- Problem description
Which lines in the data below contain the string "derive"? Show each one.

- Data for this exercise
● ● ●
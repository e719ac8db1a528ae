use sea_orm::entity::prelude::*;

#[derive(Clone, Debug, PartialEq, DeriveEntityModel)]
#[sea_orm(table_name = "plan")]
pub struct Model {
    #[sea_orm(primary_key)]
    pub id: i32,
    pub title: String,
    pub duration_months: i32,
    pub price: f64,
}

#[derive(Copy, Clone, Debug, EnumIter, DeriveRelation)]
pub enum Relation {
    #[sea_orm(has_many = "super::enrollment::Entity")]
    Enrollment,
}

impl Related<super::enrollment::Entity> for Entity {
    fn to() -> RelationDef {
        Relation::Enrollment.def()
    }
}

impl ActiveModelBehavior for ActiveModel {}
● ● ●
- Solution for this problem
#[derive(Clone, Debug, PartialEq, DeriveEntityModel)]
#[derive(Copy, Clone, Debug, EnumIter, DeriveRelation)]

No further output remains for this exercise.